TASK> Count up the lines below that hold "increment", then give that count by itself.

┏━━

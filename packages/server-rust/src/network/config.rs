//! Listener, TLS and per-connection settings.

use std::path::PathBuf;
use std::time::Duration;

/// Everything the network module needs before it can bind.
#[derive(Debug, Clone)]
pub struct NetworkConfig {
    pub host: String,
    /// 0 lets the OS pick; [`super::NetworkModule::start`] reports the result.
    pub port: u16,
    /// Serve over rustls when set.
    pub tls: Option<TlsConfig>,
    pub connection: ConnectionConfig,
    /// `"*"` allows any origin.
    pub cors_origins: Vec<String>,
    /// Upper bound on a one-shot `/graphql` request.
    pub request_timeout: Duration,
    /// Larger one-shot bodies are refused with 413.
    pub max_body_bytes: usize,
}

impl NetworkConfig {
    /// `host:port` as passed to the listener.
    #[must_use]
    pub fn bind_address(&self) -> String {
        if self.host.contains(':') && !self.host.starts_with('[') {
            format!("[{}]:{}", self.host, self.port)
        } else {
            format!("{}:{}", self.host, self.port)
        }
    }
}

impl Default for NetworkConfig {
    fn default() -> Self {
        Self {
            host: "0.0.0.0".to_string(),
            port: 0,
            tls: None,
            connection: ConnectionConfig::default(),
            cors_origins: vec!["*".to_string()],
            request_timeout: Duration::from_secs(30),
            max_body_bytes: 64 * 1024,
        }
    }
}

/// PEM files loaded at startup.
#[derive(Debug, Clone)]
pub struct TlsConfig {
    pub cert_path: PathBuf,
    pub key_path: PathBuf,
}

/// Settings applied to every persistent connection.
#[derive(Debug, Clone)]
pub struct ConnectionConfig {
    /// Frames (replies and pushes) queued per connection before pushes wait.
    pub outbound_channel_capacity: usize,
    /// How long a push waits on a full queue before it counts as failed.
    pub send_timeout: Duration,
    /// Silence after which the server closes the connection. Pong replies
    /// count, so a live push-only subscriber stays open.
    pub idle_timeout: Duration,
    /// How often the server pings each connection.
    pub ping_interval: Duration,
    pub ws_write_buffer_size: usize,
    pub ws_max_write_buffer_size: usize,
}

impl Default for ConnectionConfig {
    fn default() -> Self {
        Self {
            outbound_channel_capacity: 256,
            send_timeout: Duration::from_secs(5),
            idle_timeout: Duration::from_secs(10 * 60),
            ping_interval: Duration::from_secs(30),
            ws_write_buffer_size: 128 * 1024,
            ws_max_write_buffer_size: 512 * 1024,
        }
    }
}

#[cfg(test)]
mod tests {
    use super::*;

    #[test]
    fn defaults_listen_everywhere_on_an_ephemeral_port() {
        let config = NetworkConfig::default();
        assert_eq!(config.bind_address(), "0.0.0.0:0");
        assert!(config.tls.is_none());
        assert_eq!(config.cors_origins, vec!["*"]);
        assert_eq!(config.max_body_bytes, 65_536);
    }

    #[test]
    fn ipv6_hosts_are_bracketed() {
        let config = NetworkConfig {
            host: "::1".to_string(),
            port: 8080,
            ..NetworkConfig::default()
        };
        assert_eq!(config.bind_address(), "[::1]:8080");
    }

    #[test]
    fn idle_connections_last_ten_minutes() {
        let config = ConnectionConfig::default();
        assert_eq!(config.idle_timeout, Duration::from_secs(600));
        assert_eq!(config.send_timeout, Duration::from_secs(5));
        assert!(config.ping_interval < config.idle_timeout);
        assert!(config.ws_max_write_buffer_size > config.ws_write_buffer_size);
    }
}
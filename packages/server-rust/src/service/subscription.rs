//! Subscription lifecycle: subscribe, unsubscribe, and bulk teardown.

use std::sync::Arc;
use std::time::Duration;

use futures_util::future::join_all;
use topicast_core::ConnectionId;
use tracing::{debug, warn};

use crate::error::DirectoryError;
use crate::traits::ConnectionDirectory;

/// Outcome of tearing down one connection's subscriptions.
#[derive(Debug, Clone, Default, PartialEq, Eq)]
pub struct TeardownReport {
    /// Topics whose record was deleted.
    pub removed: Vec<String>,
    /// Topics whose delete failed; the record will lapse on expiry.
    pub failed: Vec<String>,
}

/// Writes and removes subscription records on behalf of connections.
#[derive(Clone)]
pub struct SubscriptionManager {
    directory: Arc<dyn ConnectionDirectory>,
    ttl: Duration,
}

impl SubscriptionManager {
    #[must_use]
    pub fn new(directory: Arc<dyn ConnectionDirectory>, ttl: Duration) -> Self {
        Self { directory, ttl }
    }

    /// Records interest of `connection_id` in `topic` for the configured TTL.
    ///
    /// # Errors
    ///
    /// Propagates the directory failure; nothing is retried.
    pub async fn on_subscribe(
        &self,
        topic: &str,
        connection_id: &ConnectionId,
    ) -> Result<(), DirectoryError> {
        self.directory.put(topic, connection_id, self.ttl).await?;
        debug!(%topic, connection = %connection_id, "subscribed");
        metrics::counter!("topicast_subscriptions_total").increment(1);
        Ok(())
    }

    /// Removes a single `(topic, connection)` record.
    ///
    /// # Errors
    ///
    /// Propagates the directory failure.
    pub async fn on_unsubscribe(
        &self,
        topic: &str,
        connection_id: &ConnectionId,
    ) -> Result<(), DirectoryError> {
        self.directory.delete(topic, connection_id).await?;
        debug!(%topic, connection = %connection_id, "unsubscribed");
        Ok(())
    }

    /// Deletes every record owned by `connection_id`.
    ///
    /// Each topic is deleted independently; one failure does not stop the
    /// others. A connection with no subscriptions yields an empty report.
    ///
    /// # Errors
    ///
    /// Only the reverse lookup can fail the whole teardown.
    pub async fn on_disconnect(
        &self,
        connection_id: &ConnectionId,
    ) -> Result<TeardownReport, DirectoryError> {
        let topics = self.directory.find_topics(connection_id).await?;

        let outcomes = join_all(topics.into_iter().map(|topic| async move {
            let result = self.directory.delete(&topic, connection_id).await;
            (topic, result)
        }))
        .await;

        let mut report = TeardownReport::default();
        for (topic, result) in outcomes {
            match result {
                Ok(()) => report.removed.push(topic),
                Err(err) => {
                    warn!(%topic, connection = %connection_id, error = %err, "teardown delete failed");
                    report.failed.push(topic);
                }
            }
        }

        debug!(
            connection = %connection_id,
            removed = report.removed.len(),
            failed = report.failed.len(),
            "connection torn down"
        );
        Ok(report)
    }
}
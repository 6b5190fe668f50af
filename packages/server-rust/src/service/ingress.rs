//! Single entry point shared by the persistent and one-shot channels.

use std::sync::Arc;

use topicast_core::{HttpResponse, Transport};
use tower::ServiceExt;
use tracing::{debug, error};

use super::classify::OperationClassifier;
use super::middleware::OperationPipeline;
use super::operation::OperationError;

/// Classifies a submitted body and runs it through the operation pipeline.
#[derive(Clone)]
pub struct OperationIngress {
    classifier: Arc<OperationClassifier>,
    pipeline: OperationPipeline,
}

impl OperationIngress {
    #[must_use]
    pub fn new(classifier: Arc<OperationClassifier>, pipeline: OperationPipeline) -> Self {
        Self {
            classifier,
            pipeline,
        }
    }

    /// Handles one submitted operation and returns `{statusCode, body}`.
    ///
    /// Never fails: classification errors become a 400 with the error list,
    /// load shedding a 503, and storage or relay failures a 500.
    pub async fn handle(&self, body: &str, transport: Transport) -> HttpResponse {
        let op = match self.classifier.classify(body, transport) {
            Ok(op) => op,
            Err(err) => {
                debug!(error = %err, "operation rejected by classifier");
                metrics::counter!("topicast_operations_rejected_total").increment(1);
                return HttpResponse::errors(err.status_code(), &err.errors());
            }
        };

        match self.pipeline.clone().oneshot(op).await {
            Ok(response) => response,
            Err(err) => {
                if let OperationError::Directory(_)
                | OperationError::Relay(_)
                | OperationError::Internal(_) = &err
                {
                    error!(error = %err, "operation failed");
                }
                HttpResponse::errors(err.status_code(), &[err.to_graphql()])
            }
        }
    }
}

#[cfg(test)]
mod tests {
    use std::time::Duration;

    use serde_json::{json, Value};
    use topicast_core::OperationSchema;

    use super::*;
    use crate::directory::MemoryDirectory;
    use crate::service::config::ServerConfig;
    use crate::service::dispatcher::WorkDispatcher;
    use crate::service::executor::OperationExecutor;
    use crate::service::middleware::build_operation_pipeline;
    use crate::service::relay::EventRelay;
    use crate::service::router::OperationRouter;
    use crate::service::subscription::SubscriptionManager;

    fn ingress(relay: &EventRelay, max_concurrent: u32) -> OperationIngress {
        let router = OperationRouter::new(
            OperationExecutor::new(WorkDispatcher::new(relay.publisher())),
            SubscriptionManager::new(Arc::new(MemoryDirectory::new()), Duration::from_secs(60)),
        );
        let config = ServerConfig {
            max_concurrent_operations: max_concurrent,
            ..ServerConfig::default()
        };
        OperationIngress::new(
            Arc::new(OperationClassifier::new(Arc::new(OperationSchema::chat().unwrap()))),
            build_operation_pipeline(router, &config),
        )
    }

    fn body(query: &str) -> String {
        json!({ "query": query }).to_string()
    }

    fn error_codes(resp: &HttpResponse) -> Vec<String> {
        let errors: Value = serde_json::from_str(&resp.body).unwrap();
        errors
            .as_array()
            .unwrap()
            .iter()
            .map(|e| e["extensions"]["code"].as_str().unwrap().to_string())
            .collect()
    }

    #[tokio::test]
    async fn one_shot_subscription_is_a_client_error() {
        let relay = EventRelay::builder(4).build();
        let resp = ingress(&relay, 10)
            .handle(&body(r#"subscription { chat(chatId: "r") }"#), Transport::OneShot)
            .await;
        assert_eq!(resp.status_code, 400);
        assert_eq!(error_codes(&resp), vec!["TRANSPORT_INCOMPATIBLE".to_string()]);
    }

    #[tokio::test]
    async fn persistent_subscription_is_acknowledged() {
        let relay = EventRelay::builder(4).build();
        let resp = ingress(&relay, 10)
            .handle(
                &body(r#"subscription { chat(chatId: "r") }"#),
                Transport::persistent("conn-A"),
            )
            .await;
        assert_eq!(resp, HttpResponse::ok("Ok"));
    }

    #[tokio::test]
    async fn invalid_document_returns_validation_errors() {
        let relay = EventRelay::builder(4).build();
        let resp = ingress(&relay, 10)
            .handle(&body("{ missing }"), Transport::OneShot)
            .await;
        assert_eq!(resp.status_code, 400);
        assert_eq!(error_codes(&resp), vec!["GRAPHQL_VALIDATION_FAILED".to_string()]);
    }

    #[tokio::test]
    async fn write_after_relay_shutdown_is_a_server_error() {
        let relay = EventRelay::builder(4).build();
        let ingress = ingress(&relay, 10);
        relay.shutdown().await;

        let resp = ingress
            .handle(
                &body(r#"mutation { putEvent(chatId: "r", message: "m") { FailedEntries } }"#),
                Transport::OneShot,
            )
            .await;
        assert_eq!(resp.status_code, 500);
        assert_eq!(error_codes(&resp), vec!["INTERNAL_SERVER_ERROR".to_string()]);
    }

    #[tokio::test]
    async fn zero_capacity_sheds_every_operation() {
        let relay = EventRelay::builder(4).build();
        let resp = ingress(&relay, 0)
            .handle(&body("{ getEvent }"), Transport::OneShot)
            .await;
        assert_eq!(resp.status_code, 503);
        assert_eq!(error_codes(&resp), vec!["SERVICE_UNAVAILABLE".to_string()]);
    }
}
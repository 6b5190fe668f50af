use std::collections::BTreeSet;
use std::time::Duration;

use async_trait::async_trait;
use topicast_core::{ConnectionId, Document, GraphQlError, OperationSchema};

use crate::error::{DeliveryError, DirectoryError, TransformError};

/// Durable bidirectional index of topic subscriptions.
///
/// Implementations keep the forward index (topic -> connections) and the
/// reverse index (connection -> topics) consistent at all times:
/// `c ∈ find_subscribers(t)` if and only if `t ∈ find_topics(c)`.
/// Expired records are filtered on every read.
#[async_trait]
pub trait ConnectionDirectory: Send + Sync {
    /// Upserts the `(topic, connection)` record; re-putting only refreshes expiry.
    async fn put(
        &self,
        topic: &str,
        connection_id: &ConnectionId,
        ttl: Duration,
    ) -> Result<(), DirectoryError>;

    /// Connections holding an unexpired record for `topic`.
    async fn find_subscribers(&self, topic: &str) -> Result<BTreeSet<ConnectionId>, DirectoryError>;

    /// Topics held by `connection_id`, via the reverse index.
    async fn find_topics(
        &self,
        connection_id: &ConnectionId,
    ) -> Result<BTreeSet<String>, DirectoryError>;

    /// Removes one record. Removing an absent pair is not an error.
    async fn delete(&self, topic: &str, connection_id: &ConnectionId) -> Result<(), DirectoryError>;

    /// Physically drops expired records, returning how many were removed.
    async fn purge_expired(&self) -> Result<usize, DirectoryError>;
}

/// Delivery of a payload to one open persistent connection.
#[async_trait]
pub trait PushGateway: Send + Sync {
    async fn push(&self, connection_id: &ConnectionId, payload: String) -> Result<(), DeliveryError>;
}

/// Text transform applied by relay workers (e.g. translation).
#[async_trait]
pub trait Transformer: Send + Sync {
    async fn transform(&self, text: &str, variant: &str) -> Result<String, TransformError>;
}

/// Parse and validate capability consumed by the classifier.
pub trait SchemaProvider: Send + Sync {
    /// Parses document text.
    ///
    /// # Errors
    ///
    /// Returns a single syntax error when the text does not parse.
    fn parse(&self, text: &str) -> Result<Document, GraphQlError>;

    /// Validates a parsed document; an empty list means valid.
    fn validate(&self, document: &Document) -> Vec<GraphQlError>;
}

impl SchemaProvider for OperationSchema {
    fn parse(&self, text: &str) -> Result<Document, GraphQlError> {
        topicast_core::parse_document(text)
    }

    fn validate(&self, document: &Document) -> Vec<GraphQlError> {
        OperationSchema::validate(self, document)
    }
}
//! One-shot operation endpoint.

use axum::extract::State;
use axum::http::{header, StatusCode};
use axum::response::{IntoResponse, Response};
use topicast_core::{ErrorCode, GraphQlError, HttpResponse, Transport};

use super::AppState;

/// Handles `POST /graphql`.
///
/// The body is the operation object; the reply carries the operation's
/// status code and body. Subscriptions are rejected with 400 because this
/// channel cannot receive pushes.
pub async fn graphql_handler(State(state): State<AppState>, body: String) -> Response {
    if !state.shutdown.is_accepting() {
        let refused = HttpResponse::errors(
            503,
            &[GraphQlError::new(ErrorCode::ServiceUnavailable, "server is not accepting requests")],
        );
        return into_response(&refused);
    }

    let _guard = state.shutdown.in_flight_guard();
    let outcome = state.ingress.handle(&body, Transport::OneShot).await;
    into_response(&outcome)
}

fn into_response(outcome: &HttpResponse) -> Response {
    let status =
        StatusCode::from_u16(outcome.status_code).unwrap_or(StatusCode::INTERNAL_SERVER_ERROR);
    let content_type = if outcome.body.starts_with('{') || outcome.body.starts_with('[') {
        "application/json"
    } else {
        "text/plain; charset=utf-8"
    };
    (status, [(header::CONTENT_TYPE, content_type)], outcome.body.clone()).into_response()
}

┗━━

EXERCISE SOLUTION> 2